• Task directions: In the data below, find the lines containing "network" and say how many there are, nothing more.

• Entries supplied:
//! Domain events for name-resolution monitoring.

use std::net::IpAddr;
use std::time::Instant;

use super::ProtocolLabel;

/// A name-resolution or proxy-discovery request observed on the network.
///
/// This is the primary domain event that our system produces.
#[derive(Debug, Clone)]
pub struct ProtocolEvent {
    /// Timestamp when the event was observed
    pub observed_at: Instant,
    /// Sender address taken from the IPv4 header
    pub source_ip: IpAddr,
    /// Recognised protocol, always reportable
    pub label: ProtocolLabel,
    /// The name being asked for
    pub requested_name: String,
    /// Transport payload rendered as text, for diagnostics
    pub raw_payload_text: String,
}

impl ProtocolEvent {
    /// Create an event for a recognised protocol.
    ///
    /// Returns `None` for the generic transport labels, which are never
    /// published.
    pub fn new(
        source_ip: impl Into<IpAddr>,
        label: ProtocolLabel,
        requested_name: impl Into<String>,
        raw_payload: &[u8],
    ) -> Option<Self> {
        if !label.is_reportable() {
            return None;
        }

        Some(Self {
            observed_at: Instant::now(),
            source_ip: source_ip.into(),
            label,
            requested_name: requested_name.into(),
            raw_payload_text: String::from_utf8_lossy(raw_payload).into_owned(),
        })
    }

    /// Whether the requested name itself is the WPAD host.
    ///
    /// A host asking LLMNR/NetBIOS/mDNS for `wpad` is looking for a proxy
    /// configuration server and can be answered by a rogue one.
    pub fn is_wpad_lookup(&self) -> bool {
        self.label == ProtocolLabel::Wpad || self.requested_name.eq_ignore_ascii_case("wpad")
    }
}
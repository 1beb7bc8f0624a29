//! LLMNR name decoding.
//!
//! LLMNR shares the DNS query wire format. Only the first label of the
//! question is read; multi-label names and compression are not handled.

use super::DNS_HEADER_LEN;

/// Decode the requested name from an LLMNR query payload.
///
/// Reads the one-byte label length right after the 12-byte header and
/// returns that many bytes. Returns an empty string if the payload is too
/// short to hold the label.
pub fn decode_llmnr_name(payload: &[u8]) -> String {
    if payload.len() <= DNS_HEADER_LEN + 1 {
        return String::new();
    }

    let len = payload[DNS_HEADER_LEN] as usize;
    let start = DNS_HEADER_LEN + 1;

    match payload.get(start..start + len) {
        Some(label) => String::from_utf8_lossy(label).into_owned(),
        None => String::new(),
    }
}
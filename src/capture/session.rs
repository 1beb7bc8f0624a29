//! The capture read loop.

use std::io;

use tokio::sync::mpsc;
use tokio::sync::oneshot::{self, error::TryRecvError};
use tracing::{debug, info, warn};

use super::FrameReceiver;
use crate::classifier::PacketClassifier;
use crate::domain::ProtocolEvent;

/// Why a capture session ended.
#[derive(Debug, Clone, Copy, PartialEq, Eq)]
pub enum SessionEnd {
    /// A stop was requested
    Stopped,
    /// The capture library reported an unrecoverable error
    ReadFailed(io::ErrorKind),
    /// Nobody is left to receive events
    StreamClosed,
}

/// One live capture: an open handle plus the loop that drains it.
///
/// The handle is released when the session is dropped, which `run` does
/// on every exit path.
pub struct CaptureSession {
    interface: String,
    receiver: Box<dyn FrameReceiver>,
    classifier: PacketClassifier,
    events: mpsc::Sender<ProtocolEvent>,
    stop: oneshot::Receiver<()>,
}

impl CaptureSession {
    pub fn new(
        interface: impl Into<String>,
        receiver: Box<dyn FrameReceiver>,
        events: mpsc::Sender<ProtocolEvent>,
        stop: oneshot::Receiver<()>,
    ) -> Self {
        Self {
            interface: interface.into(),
            receiver,
            classifier: PacketClassifier::new(),
            events,
            stop,
        }
    }

    /// Read, classify and publish frames until stopped.
    ///
    /// Reads block, so a stop is only noticed once the next frame arrives
    /// (or the next read timeout expires, if one was configured). Publishing
    /// blocks while the event stream is full. Must not be called from
    /// within an async runtime.
    pub fn run(mut self) -> SessionEnd {
        info!("Capture started on {}", self.interface);

        let end = loop {
            let frame = match self.receiver.next_frame() {
                Ok(frame) => frame,
                Err(e) if is_transient(&e) => {
                    if stop_requested(&mut self.stop) {
                        break SessionEnd::Stopped;
                    }
                    continue;
                }
                Err(e) => {
                    warn!("Capture on {} failed: {}", self.interface, e);
                    break SessionEnd::ReadFailed(e.kind());
                }
            };

            if stop_requested(&mut self.stop) {
                break SessionEnd::Stopped;
            }

            let Some(event) = self.classifier.classify(frame) else {
                continue;
            };

            debug!(
                "{} request for '{}' from {}",
                event.label, event.requested_name, event.source_ip
            );

            if self.events.blocking_send(event).is_err() {
                debug!("Event stream closed, ending capture on {}", self.interface);
                break SessionEnd::StreamClosed;
            }
        };

        info!("Capture on {} ended: {:?}", self.interface, end);
        end
    }
}

/// Read errors that do not end the session.
fn is_transient(e: &io::Error) -> bool {
    matches!(
        e.kind(),
        io::ErrorKind::TimedOut | io::ErrorKind::WouldBlock | io::ErrorKind::Interrupted
    )
}

fn stop_requested(stop: &mut oneshot::Receiver<()>) -> bool {
    match stop.try_recv() {
        Ok(()) | Err(TryRecvError::Closed) => true,
        Err(TryRecvError::Empty) => false,
    }
}

#[cfg(test)]
mod tests {
    use super::*;
    use crate::capture::testing::ScriptedReceiver;
    use crate::domain::ProtocolLabel;
    use crate::testutil::*;
    use std::net::Ipv4Addr;

    const HOST: Ipv4Addr = Ipv4Addr::new(10, 1, 1, 7);

    fn session(
        frames: Vec<Vec<u8>>,
        capacity: usize,
    ) -> (
        CaptureSession,
        mpsc::Receiver<ProtocolEvent>,
        oneshot::Sender<()>,
    ) {
        let (tx, rx) = mpsc::channel(capacity);
        let (stop_tx, stop_rx) = oneshot::channel();
        let receiver = ScriptedReceiver::new(frames).into_boxed();
        (CaptureSession::new("test0", receiver, tx, stop_rx), rx, stop_tx)
    }

    #[test]
    fn test_publishes_matches_in_order() {
        let frames = vec![
            udp_frame(HOST, 50000, 5355, &llmnr_query("alpha")),
            tcp_frame(HOST, 50001, 443, b"\x16\x03\x01"),
            udp_frame(HOST, 5353, 5353, &mdns_query("beta.local")),
        ];
        let (session, mut rx, _stop) = session(frames, 8);

        assert_eq!(
            session.run(),
            SessionEnd::ReadFailed(io::ErrorKind::UnexpectedEof)
        );

        let first = rx.blocking_recv().unwrap();
        assert_eq!(first.label, ProtocolLabel::Llmnr);
        assert_eq!(first.requested_name, "alpha");
        let second = rx.blocking_recv().unwrap();
        assert_eq!(second.label, ProtocolLabel::Mdns);
        assert_eq!(second.requested_name, ".beta.local");
        assert!(rx.blocking_recv().is_none());
    }

    #[test]
    fn test_stop_checked_before_classifying() {
        let frames = vec![udp_frame(HOST, 50000, 5355, &llmnr_query("alpha"))];
        let (session, mut rx, stop) = session(frames, 8);

        stop.send(()).unwrap();
        assert_eq!(session.run(), SessionEnd::Stopped);
        assert!(rx.blocking_recv().is_none());
    }

    #[test]
    fn test_dropped_stop_sender_stops() {
        let frames = vec![udp_frame(HOST, 50000, 5355, &llmnr_query("alpha"))];
        let (session, _rx, stop) = session(frames, 8);

        drop(stop);
        assert_eq!(session.run(), SessionEnd::Stopped);
    }

    #[test]
    fn test_transient_errors_skipped() {
        let receiver = ScriptedReceiver::new(vec![udp_frame(HOST, 50000, 5355, &llmnr_query("gamma"))])
            .with_error_first(io::ErrorKind::TimedOut)
            .into_boxed();
        let (tx, mut rx) = mpsc::channel(8);
        let (_stop_tx, stop_rx) = oneshot::channel();

        let end = CaptureSession::new("test0", receiver, tx, stop_rx).run();
        assert_eq!(end, SessionEnd::ReadFailed(io::ErrorKind::UnexpectedEof));
        assert_eq!(rx.blocking_recv().unwrap().requested_name, "gamma");
    }

    #[test]
    fn test_stream_closed_ends_session() {
        let frames = vec![udp_frame(HOST, 50000, 5355, &llmnr_query("alpha"))];
        let (session, rx, _stop) = session(frames, 8);

        drop(rx);
        assert_eq!(session.run(), SessionEnd::StreamClosed);
    }

    #[test]
    fn test_handle_released_on_exit() {
        let scripted = ScriptedReceiver::new(Vec::new());
        let released = scripted.released_flag();
        let (tx, _rx) = mpsc::channel(1);
        let (_stop_tx, stop_rx) = oneshot::channel();

        CaptureSession::new("test0", scripted.into_boxed(), tx, stop_rx).run();
        assert!(released.load(std::sync::atomic::Ordering::SeqCst));
    }
}
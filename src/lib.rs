//! Heimdall - passive listener for name-resolution leaks.
//!
//! Watches a network interface for LLMNR, mDNS and NetBIOS name queries and
//! WPAD configuration requests, the traffic that poisoning and rogue-proxy
//! attacks answer, and reports each one as a `ProtocolEvent`.

pub mod capture;
pub mod classifier;
pub mod config;
pub mod decoder;
pub mod domain;
pub mod error;
pub mod filter;
pub mod listener;
pub mod reporter;
pub mod stream;

#[cfg(test)]
mod testutil;

pub use capture::{list_interfaces, CaptureInterface, PacketCapture, PnetCapture, SessionEnd};
pub use classifier::PacketClassifier;
pub use config::ListenerConfig;
pub use domain::{ProtocolEvent, ProtocolLabel};
pub use error::{CaptureError, ConfigError};
pub use filter::ProtocolFilter;
pub use listener::{Listener, SessionState};
pub use stream::EventStream;

const ELEVATED_PRIVILEGES_WARNING: &str =
    "Warning: This application must be run with elevated privileges";

/// Advisory shown before capturing.
///
/// Opening a live capture needs root (or CAP_NET_RAW) on Unix and
/// Administrator rights on Windows. Nothing here checks or enforces that.
pub fn check_elevated_privileges() -> &'static str {
    ELEVATED_PRIVILEGES_WARNING
}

• Solution for this exercise: 2